*Task:* Go through the entries one line at a time, and gather every line that has the word "belum".

[Saved entries]
^^^^
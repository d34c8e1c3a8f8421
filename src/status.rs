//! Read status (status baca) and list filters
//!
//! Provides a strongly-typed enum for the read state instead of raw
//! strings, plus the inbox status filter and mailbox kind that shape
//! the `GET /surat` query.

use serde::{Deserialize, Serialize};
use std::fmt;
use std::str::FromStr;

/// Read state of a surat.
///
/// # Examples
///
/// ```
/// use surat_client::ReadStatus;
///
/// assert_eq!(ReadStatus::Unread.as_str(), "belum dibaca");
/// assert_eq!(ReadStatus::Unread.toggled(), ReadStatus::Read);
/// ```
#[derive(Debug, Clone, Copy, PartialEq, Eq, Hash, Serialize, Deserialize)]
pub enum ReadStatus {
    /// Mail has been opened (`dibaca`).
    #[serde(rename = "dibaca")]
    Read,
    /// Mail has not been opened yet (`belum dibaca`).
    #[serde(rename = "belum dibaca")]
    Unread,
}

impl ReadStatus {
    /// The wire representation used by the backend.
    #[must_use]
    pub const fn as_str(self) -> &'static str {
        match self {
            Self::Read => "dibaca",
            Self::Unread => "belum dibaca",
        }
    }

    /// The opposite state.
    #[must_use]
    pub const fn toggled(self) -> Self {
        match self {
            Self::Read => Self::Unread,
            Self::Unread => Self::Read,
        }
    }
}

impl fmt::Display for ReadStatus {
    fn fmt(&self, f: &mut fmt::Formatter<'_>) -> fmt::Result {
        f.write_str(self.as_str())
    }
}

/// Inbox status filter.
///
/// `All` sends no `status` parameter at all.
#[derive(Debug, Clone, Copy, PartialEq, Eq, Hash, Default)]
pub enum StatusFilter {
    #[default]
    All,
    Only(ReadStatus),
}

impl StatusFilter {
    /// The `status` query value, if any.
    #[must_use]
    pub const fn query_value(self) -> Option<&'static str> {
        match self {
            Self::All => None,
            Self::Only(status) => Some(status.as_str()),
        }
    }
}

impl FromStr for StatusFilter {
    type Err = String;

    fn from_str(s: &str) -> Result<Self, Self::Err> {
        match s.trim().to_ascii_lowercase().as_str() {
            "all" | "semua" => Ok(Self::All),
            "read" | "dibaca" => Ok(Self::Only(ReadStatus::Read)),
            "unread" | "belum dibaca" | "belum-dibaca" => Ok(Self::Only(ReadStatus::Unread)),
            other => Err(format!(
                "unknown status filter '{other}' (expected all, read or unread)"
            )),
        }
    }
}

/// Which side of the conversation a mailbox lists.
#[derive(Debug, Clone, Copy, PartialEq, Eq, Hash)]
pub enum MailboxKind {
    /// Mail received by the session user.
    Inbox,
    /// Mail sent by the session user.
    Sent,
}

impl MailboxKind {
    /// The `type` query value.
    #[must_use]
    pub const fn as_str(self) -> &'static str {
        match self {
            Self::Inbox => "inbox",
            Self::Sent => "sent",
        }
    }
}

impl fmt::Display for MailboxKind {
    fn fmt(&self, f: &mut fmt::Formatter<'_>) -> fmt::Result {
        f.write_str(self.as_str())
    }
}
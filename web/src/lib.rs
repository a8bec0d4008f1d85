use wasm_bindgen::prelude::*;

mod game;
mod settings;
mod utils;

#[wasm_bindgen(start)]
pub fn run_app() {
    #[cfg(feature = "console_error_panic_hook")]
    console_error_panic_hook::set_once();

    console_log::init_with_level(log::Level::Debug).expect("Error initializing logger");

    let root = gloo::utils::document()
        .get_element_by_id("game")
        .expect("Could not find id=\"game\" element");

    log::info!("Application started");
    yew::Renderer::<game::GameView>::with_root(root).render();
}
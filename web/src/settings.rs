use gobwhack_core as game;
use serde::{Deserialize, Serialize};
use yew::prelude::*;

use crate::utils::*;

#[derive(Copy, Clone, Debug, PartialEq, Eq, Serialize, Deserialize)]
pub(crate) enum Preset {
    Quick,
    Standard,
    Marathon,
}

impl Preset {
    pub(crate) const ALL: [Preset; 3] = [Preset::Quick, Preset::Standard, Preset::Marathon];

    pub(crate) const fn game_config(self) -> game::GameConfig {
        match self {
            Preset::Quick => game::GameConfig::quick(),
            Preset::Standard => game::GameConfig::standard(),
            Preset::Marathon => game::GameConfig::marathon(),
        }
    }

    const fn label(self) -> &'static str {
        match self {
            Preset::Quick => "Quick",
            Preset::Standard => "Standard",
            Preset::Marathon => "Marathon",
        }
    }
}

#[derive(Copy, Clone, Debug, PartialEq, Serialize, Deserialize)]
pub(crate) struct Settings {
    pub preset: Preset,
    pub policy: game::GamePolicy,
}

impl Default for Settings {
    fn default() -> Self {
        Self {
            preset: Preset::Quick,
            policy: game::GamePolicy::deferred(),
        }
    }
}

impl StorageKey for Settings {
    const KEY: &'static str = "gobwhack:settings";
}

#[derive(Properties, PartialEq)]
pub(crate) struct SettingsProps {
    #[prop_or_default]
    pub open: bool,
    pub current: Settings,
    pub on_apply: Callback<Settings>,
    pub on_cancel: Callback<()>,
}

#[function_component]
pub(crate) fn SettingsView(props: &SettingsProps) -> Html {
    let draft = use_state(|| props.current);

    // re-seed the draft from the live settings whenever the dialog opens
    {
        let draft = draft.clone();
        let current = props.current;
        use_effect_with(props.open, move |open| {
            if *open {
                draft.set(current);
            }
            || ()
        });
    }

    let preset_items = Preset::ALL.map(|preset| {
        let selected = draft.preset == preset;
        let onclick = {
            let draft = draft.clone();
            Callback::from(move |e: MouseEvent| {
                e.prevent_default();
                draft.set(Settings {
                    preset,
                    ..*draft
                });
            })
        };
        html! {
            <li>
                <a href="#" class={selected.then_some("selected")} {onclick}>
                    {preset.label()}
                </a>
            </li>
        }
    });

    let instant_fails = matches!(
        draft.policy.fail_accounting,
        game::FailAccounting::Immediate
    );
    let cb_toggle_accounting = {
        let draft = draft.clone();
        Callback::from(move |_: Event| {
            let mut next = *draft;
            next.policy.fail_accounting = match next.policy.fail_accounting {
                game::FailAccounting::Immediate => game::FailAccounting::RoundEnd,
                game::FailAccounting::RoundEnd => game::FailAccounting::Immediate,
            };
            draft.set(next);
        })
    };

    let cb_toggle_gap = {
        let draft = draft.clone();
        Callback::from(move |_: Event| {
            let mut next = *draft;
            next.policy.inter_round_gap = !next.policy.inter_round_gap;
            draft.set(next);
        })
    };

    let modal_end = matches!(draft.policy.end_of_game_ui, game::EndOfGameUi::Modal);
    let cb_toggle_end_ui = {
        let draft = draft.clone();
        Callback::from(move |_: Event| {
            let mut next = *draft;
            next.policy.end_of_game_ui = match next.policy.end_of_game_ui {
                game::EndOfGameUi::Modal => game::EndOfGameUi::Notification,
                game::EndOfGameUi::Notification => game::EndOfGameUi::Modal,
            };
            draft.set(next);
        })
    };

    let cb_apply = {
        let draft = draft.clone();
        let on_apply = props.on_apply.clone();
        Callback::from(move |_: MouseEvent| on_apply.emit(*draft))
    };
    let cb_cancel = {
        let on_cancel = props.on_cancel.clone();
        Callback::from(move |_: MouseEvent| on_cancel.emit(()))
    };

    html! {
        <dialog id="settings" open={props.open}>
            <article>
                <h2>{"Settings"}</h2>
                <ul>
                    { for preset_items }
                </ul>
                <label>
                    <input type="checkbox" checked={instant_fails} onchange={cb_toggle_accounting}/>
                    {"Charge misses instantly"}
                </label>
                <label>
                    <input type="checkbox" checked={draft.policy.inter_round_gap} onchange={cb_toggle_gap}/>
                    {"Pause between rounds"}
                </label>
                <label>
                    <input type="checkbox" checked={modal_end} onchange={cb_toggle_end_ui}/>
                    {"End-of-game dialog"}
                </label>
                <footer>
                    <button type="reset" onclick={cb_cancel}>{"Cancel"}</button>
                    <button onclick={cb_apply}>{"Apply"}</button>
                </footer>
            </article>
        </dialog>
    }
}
^^^^
*Output for this exercise:*
/// assert_eq!(ReadStatus::Unread.as_str(), "belum dibaca");
    /// Mail has not been opened yet (`belum dibaca`).
    #[serde(rename = "belum dibaca")]
            Self::Unread => "belum dibaca",
            "unread" | "belum dibaca" | "belum-dibaca" => Ok(Self::Only(ReadStatus::Unread)),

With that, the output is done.